Novel methotrexate prodrug-targeted drug delivery system based on PEG–lipid–PLA hybrid nanoparticles for enhanced anticancer efficacy and reduced toxicity of mitomycin C†
Abstract
In the present study we have investigated novel MTX prodrug-targeted and MMC-loaded PLA–lipid–PEG hybrid NPs. These employ a double emulsion solvent evaporation method for the introduction of an anticancer drugs moiety of the MMC–soybean phosphatidylcholine complex or DSPE–PEG–MTX, in which the MTX prodrug can be exploited as a targeting ligand. The prepared drug delivery systems present a spherical shape, a small particle size (219.6 ± 2.1 nm) with narrow particle size distribution, high MMC encapsulation efficiency (90.5 ± 3.0%) and a sustained and pH-controlled MMC release. The advantage of the new drug delivery systems is that the two-anticancer drug moiety can coordinate the early-phase targeting effect with the later-phase anticancer effect.

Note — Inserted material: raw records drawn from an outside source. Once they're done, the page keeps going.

//! Renderer seam: the engine resolves everything, renderers only format.

pub mod go;

pub use go::GoRenderer;

use crate::errors::RenderError;
use crate::model::{ArtifactKind, GenerateOptions};
use crate::packages::{Imports, PackageRef};
use crate::relations::{LinkedForeignKey, LinkedIndex, TableLinks};
use crate::resolve::{Field, ResolvedTable};

/// Values available to the file header of any artifact.
#[derive(Debug)]
pub struct HeaderContext<'a> {
    pub options: &'a GenerateOptions,
    pub imports: &'a Imports,
    pub kind: ArtifactKind,
    /// Table name, or the shared artifact name.
    pub artifact: &'a str,
}

/// Values for the model section of a table artifact.
#[derive(Debug)]
pub struct TableContext<'a> {
    pub options: &'a GenerateOptions,
    pub imports: &'a Imports,
    /// Table with its types qualified in this unit.
    pub table: &'a ResolvedTable,
    /// Rendered fields, ignored columns removed.
    pub fields: &'a [Field],
    pub short_name: &'a str,
}

/// Values for one index finder.
#[derive(Debug)]
pub struct IndexContext<'a> {
    pub options: &'a GenerateOptions,
    pub imports: &'a Imports,
    pub table: &'a ResolvedTable,
    pub fields: &'a [Field],
    pub short_name: &'a str,
    /// Index with its key fields qualified in this unit.
    pub index: &'a LinkedIndex,
    pub func_name: &'a str,
}

/// Which side of a foreign key the rendering table sits on.
#[derive(Debug, Clone, Copy, PartialEq, Eq)]
pub enum ForeignKeyDirection {
    /// The table owns the foreign key and reads the referenced row.
    Outgoing,
    /// The table is referenced and reads the referencing rows.
    Incoming,
}

/// Values for one foreign key accessor.
#[derive(Debug)]
pub struct ForeignKeyContext<'a> {
    pub options: &'a GenerateOptions,
    pub imports: &'a Imports,
    pub table: &'a ResolvedTable,
    pub short_name: &'a str,
    pub foreign_key: &'a LinkedForeignKey,
    pub direction: ForeignKeyDirection,
    /// Rendered fields of the table on the other side.
    pub other_fields: &'a [Field],
    pub func_name: &'a str,
}

/// Values for the helper artifact shared by every table.
#[derive(Debug)]
pub struct SharedContext<'a> {
    pub options: &'a GenerateOptions,
    pub imports: &'a Imports,
    pub tables: &'a [ResolvedTable],
}

/// Formats resolved contexts into target source text.
///
/// Renderers never register packages: everything they may qualify is
/// declared up front through [`TemplateRenderer::imports`] or comes from a
/// field type.
pub trait TemplateRenderer {
    /// Packages the rendered unit uses beyond its field types. `links` is
    /// `None` for the shared artifact.
    fn imports(&self, kind: ArtifactKind, links: Option<&TableLinks>) -> Vec<PackageRef>;

    /// Identifiers the rendered code declares as locals or helpers; short
    /// names and parameter names never take one of them.
    fn scope_locals(&self) -> Vec<String>;

    fn render_header(&self, ctx: &HeaderContext<'_>, out: &mut String) -> Result<(), RenderError>;

    fn render_table(&self, ctx: &TableContext<'_>, out: &mut String) -> Result<(), RenderError>;

    fn render_index(&self, ctx: &IndexContext<'_>, out: &mut String) -> Result<(), RenderError>;

    fn render_foreign_key(
        &self,
        ctx: &ForeignKeyContext<'_>,
        out: &mut String,
    ) -> Result<(), RenderError>;

    fn render_shared(&self, ctx: &SharedContext<'_>, out: &mut String) -> Result<(), RenderError>;

    /// File name suggested for an artifact.
    fn file_name(&self, kind: ArtifactKind, type_name: &str, options: &GenerateOptions) -> String {
        match kind {
            ArtifactKind::Table => format!("{}{}", type_name.to_lowercase(), options.file_suffix),
            ArtifactKind::Shared => format!("spangen_db{}", options.file_suffix),
        }
    }
}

In vivo pharmacokinetics, following intravenous administration of the drug delivery systems, indicates a prolonged systemic circulation time of MMC. More importantly, the drug delivery systems exhibited a significant accumulation of MMC in the nuclei as the site of MMC action, which was indicative of the enhancement of anticancer activity. Such a design of drug delivery systems may open up a new horizon for targeted delivery and sustained and controlled release of MMC.